Peter M. Monti, PhD, is Professor of Medical Science and Director of the Center for Alcohol and Addiction Studies and the Clinical Psychology Training Consortium at Brown University. His research is supported by a Senior Research Scientist Award from the Department of Veterans Affairs and he holds research grants from the National Institute on Alcohol Abuse and Alcoholism (NIAAA), the National Institute on Drug Abuse (NIDA), and the Department of Veterans Affairs. Widely published, Dr. Monti is coauthor of Treating Alcohol Dependence: A Coping Skills Training Guide.

Suzanne M. Colby, PhD, is Assistant Professor of Psychiatry and Human Behavior at Brown University. Currently, she is Principal Investigator on a National Cancer Institute research grant designed to study teen smoking and quitting, and Co-Principal Investigator on two major research grants from NIAAA and NIDA that study motivational interventions with adolescents. Dr. Colby's recent publications have focused on nicotine dependence among youth, adolescent substance use prevalence and diagnosis, and innovative brief interventions.
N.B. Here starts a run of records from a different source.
//! Topic store contracts and SQLite implementation.
//!
//! # Responsibility
//! - Provide persistence APIs for the topic hierarchy (CRUD + listing).
//! - Own the transactional structural writes: reparent and both delete
//!   policies.
//! - Keep SQL details and ordering behavior inside the repository boundary.
//!
//! # Invariants
//! - Only active (`is_active=1`) topics are returned by default.
//! - Listing is deterministic: `name COLLATE NOCASE ASC, external_id ASC`.
//! - Parent references are resolved to the parent's external id for output;
//!   internal integer keys never leave this module.
//! - Reparent re-checks descendant membership inside the write transaction,
//!   so a concurrent structural edit cannot slip a cycle in.

use crate::db::migrations::latest_version;
use crate::db::DbError;
use crate::model::topic::TopicId;
use crate::model::Topic;
use crate::query::closure::active_subtree;
use rusqlite::types::Value;
use rusqlite::{
    params, params_from_iter, Connection, OptionalExtension, Row, Transaction, TransactionBehavior,
};
use uuid::Uuid;

use std::error::Error;
use std::fmt::{Display, Formatter};

/// Internal storage key for a topic row. Never exposed to callers.
pub(crate) type TopicKey = i64;

pub(crate) const TOPICS_DEFAULT_PAGE_SIZE: u32 = 20;
pub(crate) const TOPICS_PAGE_SIZE_MAX: u32 = 100;

const TOPIC_SELECT_SQL: &str = "SELECT
    t.external_id AS external_id,
    t.name AS name,
    t.description AS description,
    p.external_id AS parent_external_id,
    t.is_active AS is_active,
    t.created_at AS created_at,
    t.updated_at AS updated_at
FROM topics t
LEFT JOIN topics p ON p.id = t.parent_id";

/// Result type used by topic repository operations.
pub type TopicRepoResult<T> = Result<T, TopicRepoError>;

/// Errors from topic repository operations.
#[derive(Debug)]
pub enum TopicRepoError {
    /// Underlying SQLite/bootstrap error.
    Db(DbError),
    /// Target topic does not exist or is soft-deleted.
    TopicNotFound(TopicId),
    /// Referenced parent topic does not exist or is soft-deleted.
    ParentNotFound(TopicId),
    /// Reparent target sits inside the topic's own subtree.
    InvalidMove {
        topic_id: TopicId,
        parent_id: TopicId,
    },
    /// Subtree traversal exceeded the defensive depth cap; the parent
    /// graph is presumed corrupted and operators must be alerted.
    DepthCapExceeded { topic_id: TopicId, max_depth: u32 },
    /// Connection schema is not at the expected migrated version.
    UninitializedConnection {
        expected_version: u32,
        actual_version: u32,
    },
    /// Required table is missing.
    MissingRequiredTable(&'static str),
    /// Required column is missing from expected table.
    MissingRequiredColumn {
        table: &'static str,
        column: &'static str,
    },
    /// Persisted data cannot be converted to valid read model.
    InvalidData(String),
}

impl Display for TopicRepoError {
    fn fmt(&self, f: &mut Formatter<'_>) -> std::fmt::Result {
        match self {
            Self::Db(err) => write!(f, "{err}"),
            Self::TopicNotFound(id) => write!(f, "topic not found: {id}"),
            Self::ParentNotFound(id) => write!(f, "parent topic not found: {id}"),
            Self::InvalidMove {
                topic_id,
                parent_id,
            } => write!(
                f,
                "move would create cycle: topic {topic_id} under parent {parent_id}"
            ),
            Self::DepthCapExceeded {
                topic_id,
                max_depth,
            } => write!(
                f,
                "subtree of topic {topic_id} exceeds depth cap {max_depth}; parent graph may be cyclic"
            ),
            Self::UninitializedConnection {
                expected_version,
                actual_version,
            } => write!(
                f,
                "topic repository requires schema version {expected_version}, got {actual_version}"
            ),
            Self::MissingRequiredTable(table) => {
                write!(f, "topic repository requires table `{table}`")
            }
            Self::MissingRequiredColumn { table, column } => write!(
                f,
                "topic repository requires column `{column}` in table `{table}`"
            ),
            Self::InvalidData(message) => write!(f, "invalid topic data: {message}"),
        }
    }
}

impl Error for TopicRepoError {
    fn source(&self) -> Option<&(dyn Error + 'static)> {
        match self {
            Self::Db(err) => Some(err),
            _ => None,
        }
    }
}

impl From<DbError> for TopicRepoError {
    fn from(value: DbError) -> Self {
        Self::Db(value)
    }
}

impl From<rusqlite::Error> for TopicRepoError {
    fn from(value: rusqlite::Error) -> Self {
        Self::Db(DbError::Sqlite(value))
    }
}

/// Parent constraint for topic listing.
///
/// The admin API exposes a three-way sentinel that must be preserved
/// exactly: an absent parameter means "no parent filter", an empty string
/// means "root topics only", and a concrete id means "direct children of
/// that topic". The enum makes the distinction impossible to lose inside
/// the core.
#[derive(Debug, Clone, Default, PartialEq, Eq)]
pub enum ParentFilter {
    /// No parent constraint.
    #[default]
    Any,
    /// Root topics only (`parent_id IS NULL`).
    Root,
    /// Direct children of one topic.
    Of(TopicId),
}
Tracy A. O'Leary, PhD, is Assistant Professor of Psychiatry and Human Behavior at Brown University. She is currently studying college student drinking and is Project Director on a research grant from NIDA to test the efficacy of a brief, individual motivational interview for reducing rates and prevalence of adolescent smoking. Dr. O'Leary's recent publications have focused on anxiety and cocaine abuse, and predictors of motivation to change drinking in adolescents.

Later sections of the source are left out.